¡Una moneda cae sin tocarla y el papel de aluminio flota!? Disfruta en casa de los experimentos con corrientes de Foucault (Mesa de Faraday)
Soy Ken Kuwako, tu entrenador científico. ¡Cada día es un experimento!
¿Alguna vez has deseado tener superpoderes para mover objetos sin tocarlos? Gracias a la ciencia, ese deseo puede hacerse realidad ahora mismo. Imagina un trozo de papel de aluminio, que normalmente no reacciona a los imanes, flotando de repente en el aire, o un trompo girando a toda velocidad que se detiene en seco como si chocara contra un muro invisible. Detrás de estos trucos se esconde la corriente de Foucault (o corrientes parásitas), un fenómeno que actúa como una fuerza fantasmagórica e invisible. Hoy les presento una serie de experimentos para experimentar este increíble poder oculto usando objetos cotidianos.
Mover monedas sin ponerles un dedo encima
Empecemos con algo que parece magia. Solo necesitas unas monedas de aluminio o cobre (como las de céntimos) y un imán potente. Por naturaleza, el aluminio y el cobre no son atraídos por los imanes. Sin embargo, intenta acercar el imán a la moneda y luego retíralo con un movimiento rápido y seco. ¡Verás cómo la moneda se tumba como si el imán tirara de ella! ¿Cómo es posible que un metal que no es magnético reaccione así?
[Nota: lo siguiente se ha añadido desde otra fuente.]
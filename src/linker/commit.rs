//! Staging commit, commits, checkout and refs

use super::{inode_key, tree_key, Linker, INODE, OBJECTS, REFS, STAGE, STATUS, TREE};
use crate::error::{CoreError, Result, StorageError};
use crate::node::{decode, encode, walk, Author, Commit, Directory, Metadata, Node, WalkOrder};
use crate::types::Hash;
use tracing::{debug, info, instrument};

/// Refs managed by the linker itself.
pub const HEAD: &str = "head";
pub const CURR: &str = "curr";

impl Linker {
    /// The staging commit, created on first use.
    ///
    /// A fresh staging commit inherits HEAD's root, or gets a new empty root
    /// directory when nothing was ever committed.
    pub fn status(&self) -> Result<Commit> {
        match self.kv.get(&[STAGE, STATUS]) {
            Ok(bytes) => return decode(&bytes)?.into_commit(),
            Err(StorageError::NotFound(_)) => {}
            Err(e) => return Err(e.into()),
        }

        let status = self.in_batch(|lkr| {
            let mut status = Commit::new(lkr.next_inode()?);
            match lkr.head_opt()? {
                Some(head) => {
                    status.set_root(head.root().clone())?;
                    status.set_parent(Some(head.tree_hash().clone()))?;
                    status.set_index(head.index() + 1)?;
                }
                None => {
                    let root = Node::Directory(Directory::root(lkr.next_inode()?));
                    lkr.stage_detached(&root)?;
                    status.set_root(root.tree_hash().clone())?;
                }
            }
            lkr.save_status(&status)?;
            Ok(status)
        })?;
        debug!(root = %status.root().short(), "Created staging commit");
        Ok(status)
    }

    pub(crate) fn save_status(&self, status: &Commit) -> Result<()> {
        let node = Node::Commit(status.clone());
        self.kv.put(&encode(&node)?, &[STAGE, STATUS])?;
        self.save_ref(CURR, &status.compute_hash())
    }

    /// Most recent finalized commit.
    pub fn head(&self) -> Result<Commit> {
        let hash = self.resolve_ref(HEAD)?;
        self.commit_by_hash(&hash)
    }

    fn head_opt(&self) -> Result<Option<Commit>> {
        match self.head() {
            Ok(head) => Ok(Some(head)),
            Err(CoreError::NoSuchRef(_)) => Ok(None),
            Err(e) => Err(e),
        }
    }

    /// Whether the staged tree differs from HEAD.
    ///
    /// Without a HEAD, any child below the root counts as a change.
    pub fn have_staged_changes(&self) -> Result<bool> {
        let status = self.status()?;
        match self.head_opt()? {
            Some(head) => Ok(head.root() != status.root()),
            None => Ok(!self.directory_by_hash(status.root())?.is_empty()),
        }
    }

    /// Turn the staged tree into a finalized commit and start a new staging
    /// commit on top of it.
    #[instrument(skip(self, author), fields(author = %author.name))]
    pub fn make_commit(&mut self, author: &Author, message: &str) -> Result<Commit> {
        let mut status = self.status()?;
        let head = self.head_opt()?;
        if let Some(head) = &head {
            if head.root() == status.root() {
                return Err(CoreError::NoChange);
            }
        }

        let (node, persisted) = self.in_batch(|lkr| {
            let kv = lkr.kv();
            let root = lkr.directory_by_hash(status.root())?;
            let mut persisted = 0usize;
            for item in walk(lkr, Node::Directory(root), WalkOrder::PreOrder) {
                let node = item?;
                let hex = node.tree_hash().to_hex();
                let bytes = match kv.get(&[STAGE, OBJECTS, &hex]) {
                    Ok(bytes) => bytes,
                    Err(StorageError::NotFound(_)) => continue,
                    Err(e) => return Err(e.into()),
                };
                kv.put(&bytes, &[OBJECTS, &hex])?;
                let is_dir = matches!(node, Node::Directory(_))
                    || matches!(&node, Node::Ghost(g) if g.old_node().as_directory().is_some());
                kv.put(
                    node.tree_hash().as_bytes(),
                    &[TREE, &tree_key(&node.path(), is_dir)],
                )?;
                persisted += 1;
            }

            status.set_parent(head.as_ref().map(|h| h.tree_hash().clone()))?;
            status.set_index(head.as_ref().map_or(0, |h| h.index() + 1))?;
            status.set_author(author.clone())?;
            status.set_message(message)?;
            status.finalize()?;

            let node = Node::Commit(status.clone());
            kv.put(&encode(&node)?, &[OBJECTS, &status.tree_hash().to_hex()])?;
            lkr.save_ref(HEAD, status.tree_hash())?;
            kv.clear(&[STAGE, OBJECTS])?;
            kv.clear(&[STAGE, TREE])?;

            let mut next = Commit::new(lkr.next_inode()?);
            next.set_root(status.root().clone())?;
            next.set_parent(Some(status.tree_hash().clone()))?;
            next.set_index(status.index() + 1)?;
            lkr.save_status(&next)?;
            Ok((node, persisted))
        })?;

        self.index.write().remember(node);
        info!(
            commit = %status.tree_hash().short(),
            index = status.index(),
            persisted,
            "Created commit"
        );
        Ok(status)
    }

    /// Reset the staged tree to the tree of `commit`.
    ///
    /// Fails with `StageNotEmpty` when there are uncommitted changes and
    /// `force` is false.
    #[instrument(skip(self, commit), fields(commit = %commit.tree_hash().short()))]
    pub fn checkout_commit(&mut self, commit: &Commit, force: bool) -> Result<()> {
        if !force && self.have_staged_changes()? {
            return Err(CoreError::StageNotEmpty);
        }

        self.in_batch(|lkr| {
            let kv = lkr.kv();
            let mut status = lkr.status()?;
            status.set_root(commit.root().clone())?;
            kv.clear(&[STAGE, OBJECTS])?;
            kv.clear(&[STAGE, TREE])?;
            lkr.save_status(&status)?;
            lkr.clear_caches();

            // inode ids must point at the checked out versions
            let root = lkr.directory_by_hash(commit.root())?;
            for item in walk(lkr, Node::Directory(root), WalkOrder::PreOrder) {
                let node = item?;
                if node.is_ghost() {
                    continue;
                }
                kv.put(node.tree_hash().as_bytes(), &[INODE, &inode_key(node.inode())])?;
            }
            Ok(())
        })?;
        self.clear_caches();
        info!("Checked out commit");
        Ok(())
    }

    /// Restage the version of `node` recorded in `commit`.
    ///
    /// The historical node takes the place of the current one in its parent,
    /// and the ancestors are restaged as for [`Linker::stage_node`].
    #[instrument(skip(self, commit, node), fields(path = %node.path()))]
    pub fn checkout_file(&mut self, commit: &Commit, node: &Node) -> Result<()> {
        let node_path = node.path();
        let old = self.lookup_node_at(commit, &node_path)?;
        if old.is_ghost() {
            return Err(CoreError::NoSuchFile(node_path));
        }
        self.stage_node(&old)
    }

    /// Commits from `start` back to the first one, newest first.
    pub fn log(&self, start: &Commit) -> Result<Vec<Commit>> {
        let mut commits = vec![start.clone()];
        let mut curr = start.clone();
        while let Some(parent) = curr.parent().cloned() {
            curr = self.commit_by_hash(&parent)?;
            commits.push(curr.clone());
        }
        Ok(commits)
    }

    /// Finalized commit with the given index, searched from HEAD.
    pub fn commit_by_index(&self, index: u64) -> Result<Option<Commit>> {
        let head = match self.head_opt()? {
            Some(head) => head,
            None => return Ok(None),
        };
        Ok(self.log(&head)?.into_iter().find(|c| c.index() == index))
    }

    pub fn resolve_ref(&self, name: &str) -> Result<Hash> {
        let name = name.to_lowercase();
        match self.kv.get(&[REFS, &name]) {
            Ok(bytes) => Ok(Hash::from_bytes(bytes)),
            Err(StorageError::NotFound(_)) => Err(CoreError::NoSuchRef(name)),
            Err(e) => Err(e.into()),
        }
    }

    pub fn save_ref(&self, name: &str, hash: &Hash) -> Result<()> {
        self.kv.put(hash.as_bytes(), &[REFS, &name.to_lowercase()])?;
        Ok(())
    }

    /// Delete a user ref. `head` and `curr` cannot be removed.
    pub fn remove_ref(&self, name: &str) -> Result<()> {
        let name = name.to_lowercase();
        if name == HEAD || name == CURR {
            return Err(CoreError::Conflict(format!("ref '{}' is reserved", name)));
        }
        match self.kv.erase(&[REFS, &name]) {
            Ok(()) => Ok(()),
            Err(StorageError::NotFound(_)) => Err(CoreError::NoSuchRef(name)),
            Err(e) => Err(e.into()),
        }
    }

    /// All refs, sorted by name.
    pub fn list_refs(&self) -> Result<Vec<(String, Hash)>> {
        let mut refs = Vec::new();
        for name in self.kv.keys(&[REFS])? {
            let hash = self.resolve_ref(&name)?;
            refs.push((name, hash));
        }
        Ok(refs)
    }

    /// Resolve `name` with optional trailing `^` parent steps (`head^^`).
    ///
    /// `curr` resolves to the staging commit itself.
    pub fn resolve_commit_ref(&self, spec: &str) -> Result<Commit> {
        let name = spec.trim_end_matches('^');
        let steps = spec.len() - name.len();

        let mut commit = if name.eq_ignore_ascii_case(CURR) {
            self.status()?
        } else {
            self.commit_by_hash(&self.resolve_ref(name)?)?
        };
        for _ in 0..steps {
            let parent = commit
                .parent()
                .cloned()
                .ok_or_else(|| CoreError::NoSuchRef(spec.to_string()))?;
            commit = self.commit_by_hash(&parent)?;
        }
        Ok(commit)
    }
}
Frenar tapas de olla, fidget spinners y trompos sin contacto
Ahora, intentemos detener algo que gira sin usar las manos. Haz girar la tapa de una olla sobre una mesa y acerca un imán… se detendrá al instante, como si tuviera frenos invisibles.

Del mismo modo, puedes detener un fidget spinner en pleno vuelo sin tocarlo. También es fascinante ver cómo varios trompos de precisión (tipo giroscopio) se detienen todos a la vez al acercarles el imán.
Todo esto ocurre porque el movimiento crea corrientes de Foucault dentro del metal, las cuales generan un campo magnético que se opone al movimiento, actuando como un freno de alta tecnología.
El truco del aluminio flotante en la cocina (Magia IH)
Si tienes una placa de inducción (IH) en casa, tienes una fábrica de corrientes de Foucault. Coloca un trozo de papel de aluminio sobre la placa y encuéndela… ¡el aluminio levitará mágicamente!

Al encenderla…

¡Ahí lo tienes, flotando! No hay hilos ni trucos. La bobina dentro de la placa de inducción cambia el campo magnético tan rápido que genera corrientes de Foucault masivas en el aluminio, creando una fuerza de repulsión magnética. Si ves que sube y baja rítmicamente, es probablemente porque los sistemas de seguridad de la placa intentan detectar si hay una olla real puesta.
El imán en cámara lenta: El desafío del tubo de aluminio
Para terminar, un experimento que parece desafiar la gravedad. Vamos a soltar un imán a través de un tubo de aluminio.
Si dejas caer el imán por fuera del tubo, cae en un abrir y cerrar de ojos. Pero si lo dejas caer por el interior del tubo, verás que desciende muy despacio, como si estuviera sumergido en miel o grabado en cámara lenta.


Mientras el imán cae, las corrientes de Foucault nacen en las paredes del tubo de aluminio, creando un magnetismo que frena la caída. Cuanto más fuerte sea el imán (como uno de neodimio), más potente será el freno y más tardará en salir por el otro extremo.
¿Qué es realmente la corriente de Foucault?
Este fenómeno no es solo para juegos; es la base del freno electromagnético, una tecnología súper fiable que se usa en trenes de alta velocidad, camiones pesados y hasta en montañas rusas.
La corriente de Foucault aparece cuando movemos un imán cerca de una placa de metal. El metal intenta cancelar el cambio en el campo magnético creando remolinos de electricidad en su interior.
Como verás en el siguiente diagrama, al deslizar un imán, en la parte delantera se genera una fuerza que intenta impedir que el imán se acerque, y en la trasera, una que intenta evitar que se aleje.
[Image showing a moving magnet over a metal surface with induced eddy currents and magnetic drag forces]
Este principio es tan potente que puede detener una bobina que vibra violentamente de forma instantánea.
Toda esta historia comenzó en 1831, cuando Michael Faraday descubrió la inducción electromagnética. Él creó el Disco de Faraday, un invento que genera corriente continua al girar un disco de cobre entre imanes, y que es el tatarabuelo de todos los generadores eléctricos modernos. ¡Incluso hay réplicas de este aparato en museos de ciencia que puedes probar!